それで、枝野さんが脱リベラルとか、左派連携限界とか、何を勘違いしたのか、「私が保守本流だ!」とか言っているようですが、ダメですね、そんなこと言ったらまた、コアな支持者が離反してしまいますし、保守本流ってどんな立ち位置かが不明ですが、少なくても嫌々でも自民党を応援している人たちはまったくそんなことは歓迎しません。

だいたい、原発ゼロ、辺野古反対、憲法改正しないなんていう保守本流などあるはずがありません。僭越ながら、多少は苦しいでしょうが、抵抗政党として、「安倍が~」とだけ繰り返していれば、それなりには勢力を維持できるでしょう。「新しい時代の社会像を示して行けるかが問われる」などと言っていると、この党は時代から取り残されるように思います。

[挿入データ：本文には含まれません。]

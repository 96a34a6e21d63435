//! Conversation memory stores.

use std::collections::HashMap;
use std::sync::Arc;

use async_trait::async_trait;
use tokio::sync::{Mutex, RwLock};
use tracing::debug;

use crate::error::{MemoryError, Result};
use crate::message::{ConversationId, ConversationMemory, Message};

/// Default number of messages kept per conversation.
pub const DEFAULT_MAX_MESSAGES: usize = 30;

/// Per-conversation message history.
///
/// Calls for the same conversation are linearized. Calls for different
/// conversations never wait on each other's history.
#[async_trait]
pub trait MemoryStore: Send + Sync {
    /// Append one message, evicting the oldest ones past the cap.
    async fn append(&self, conversation_id: &str, message: Message);

    /// Append a user message and the assistant reply as one step.
    ///
    /// A concurrent [`get`](Self::get) observes both messages or neither.
    async fn append_exchange(&self, conversation_id: &str, user: Message, assistant: Message);

    /// Snapshot of the history; empty for an unknown conversation.
    async fn get(&self, conversation_id: &str) -> ConversationMemory;

    /// Forget the conversation.
    async fn clear(&self, conversation_id: &str);
}

/// Process-local [`MemoryStore`].
///
/// Histories are created on first append and live until cleared or the store
/// is dropped. Nothing expires idle conversations, so a long-running process
/// grows with the number of distinct ids it has seen.
#[derive(Debug, Clone)]
pub struct InMemoryMemoryStore {
    max_messages: usize,
    conversations: Arc<RwLock<HashMap<ConversationId, Arc<Mutex<ConversationMemory>>>>>,
}

impl InMemoryMemoryStore {
    /// A store keeping at most `max_messages` per conversation.
    ///
    /// # Errors
    ///
    /// [`MemoryError::InvalidParameters`] if `max_messages` is zero.
    pub fn new(max_messages: usize) -> Result<Self> {
        if max_messages == 0 {
            return Err(MemoryError::InvalidParameters(
                "max_messages must be greater than 0".to_string(),
            ));
        }
        Ok(Self { max_messages, conversations: Arc::default() })
    }

    /// Per-conversation retention cap.
    pub fn max_messages(&self) -> usize {
        self.max_messages
    }

    /// Number of conversations currently held.
    pub async fn conversation_count(&self) -> usize {
        self.conversations.read().await.len()
    }

    async fn entry(&self, conversation_id: &str) -> Arc<Mutex<ConversationMemory>> {
        if let Some(memory) = self.conversations.read().await.get(conversation_id) {
            return memory.clone();
        }
        let mut conversations = self.conversations.write().await;
        conversations
            .entry(conversation_id.to_string())
            .or_insert_with(|| {
                debug!(conversation_id, "creating conversation memory");
                Arc::new(Mutex::new(ConversationMemory::new(conversation_id, self.max_messages)))
            })
            .clone()
    }
}

impl Default for InMemoryMemoryStore {
    fn default() -> Self {
        Self { max_messages: DEFAULT_MAX_MESSAGES, conversations: Arc::default() }
    }
}

#[async_trait]
impl MemoryStore for InMemoryMemoryStore {
    async fn append(&self, conversation_id: &str, message: Message) {
        let entry = self.entry(conversation_id).await;
        let mut memory = entry.lock().await;
        let evicted = memory.push(message);
        debug!(conversation_id, len = memory.len(), evicted, "appended message");
    }

    async fn append_exchange(&self, conversation_id: &str, user: Message, assistant: Message) {
        let entry = self.entry(conversation_id).await;
        let mut memory = entry.lock().await;
        let evicted = memory.push(user) + memory.push(assistant);
        debug!(conversation_id, len = memory.len(), evicted, "appended exchange");
    }

    async fn get(&self, conversation_id: &str) -> ConversationMemory {
        let entry = self.conversations.read().await.get(conversation_id).cloned();
        match entry {
            Some(memory) => memory.lock().await.clone(),
            None => ConversationMemory::new(conversation_id, self.max_messages),
        }
    }

    async fn clear(&self, conversation_id: &str) {
        if self.conversations.write().await.remove(conversation_id).is_some() {
            debug!(conversation_id, "cleared conversation memory");
        }
    }
}

#[cfg(test)]
mod tests {
    use super::*;
    use crate::message::Role;

    #[test]
    fn zero_cap_is_rejected() {
        assert!(matches!(InMemoryMemoryStore::new(0), Err(MemoryError::InvalidParameters(_))));
        assert_eq!(InMemoryMemoryStore::default().max_messages(), DEFAULT_MAX_MESSAGES);
    }

    #[tokio::test]
    async fn unknown_conversation_is_empty() {
        let store = InMemoryMemoryStore::default();
        let memory = store.get("nobody").await;
        assert!(memory.is_empty());
        assert_eq!(memory.conversation_id(), "nobody");
        assert_eq!(store.conversation_count().await, 0);
    }

    #[tokio::test]
    async fn keeps_the_last_thirty_of_thirty_one() {
        let store = InMemoryMemoryStore::default();
        for i in 1..=31 {
            store.append("c", Message::user(format!("m{i}"))).await;
        }

        let memory = store.get("c").await;
        assert_eq!(memory.len(), 30);
        let contents: Vec<_> = memory.messages().map(|m| m.content.clone()).collect();
        let expected: Vec<_> = (2..=31).map(|i| format!("m{i}")).collect();
        assert_eq!(contents, expected);
    }

    #[tokio::test]
    async fn exchange_is_user_then_assistant() {
        let store = InMemoryMemoryStore::new(4).unwrap();
        store.append_exchange("c", Message::user("q"), Message::assistant("a")).await;

        let roles: Vec<_> = store.get("c").await.messages().map(|m| m.role).collect();
        assert_eq!(roles, [Role::User, Role::Assistant]);
    }

    #[tokio::test]
    async fn clear_forgets_history() {
        let store = InMemoryMemoryStore::default();
        store.append("c", Message::user("hello")).await;
        store.clear("c").await;
        assert!(store.get("c").await.is_empty());
        assert_eq!(store.conversation_count().await, 0);
    }
}
//! Prompt assembly.

use std::fmt::Write;

use docchat_memory::{ConversationMemory, Role};
use docchat_model::{CompletionRequest, PromptMessage};
use docchat_rag::SearchResult;

/// Instruction used when none is configured.
pub const DEFAULT_SYSTEM_INSTRUCTION: &str = "You are a friendly and helpful assistant. Answer the questions as accurately as possible using the provided documents. If you do not know the answer, say \"I don't know\".";

/// Build the completion request for one exchange.
///
/// The system message carries the instruction and the retrieved passages,
/// numbered in relevance order and tagged with their source document. Prior
/// conversation turns follow in order, then the new user message.
pub fn build_request(
    instruction: &str,
    passages: &[SearchResult],
    history: &ConversationMemory,
    user_message: &str,
) -> CompletionRequest {
    let mut system = String::from(instruction);
    if passages.is_empty() {
        system.push_str("\n\nNo documents matched this question.");
    } else {
        system.push_str("\n\nDocuments:");
        for (i, passage) in passages.iter().enumerate() {
            let chunk = &passage.chunk;
            let _ = write!(system, "\n\n[{}] (source: {})\n{}", i + 1, chunk.document_id, chunk.text);
        }
    }

    let mut messages = Vec::with_capacity(history.len() + 2);
    messages.push(PromptMessage::system(system));
    messages.extend(history.messages().map(|m| match m.role {
        Role::User => PromptMessage::user(m.content.clone()),
        Role::Assistant => PromptMessage::assistant(m.content.clone()),
    }));
    messages.push(PromptMessage::user(user_message));

    CompletionRequest::new(messages)
}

それにしても、自民党の議員たちは、「私こそ保守本流だ!」なんてめったに自慢しませんが、なぜか政権交代前後から野党の有名どころは「保守本流だ!」が大好きなようです。本気なのかネタなのか分かりませんが、あまり安売りはしないほうがいいでしょう。また、ついこないだまで立民を熱烈に支持していた小林よしのり先生もレーダー照射事件ではとっても怒っています。何だか雪隠詰めになっているように感じます。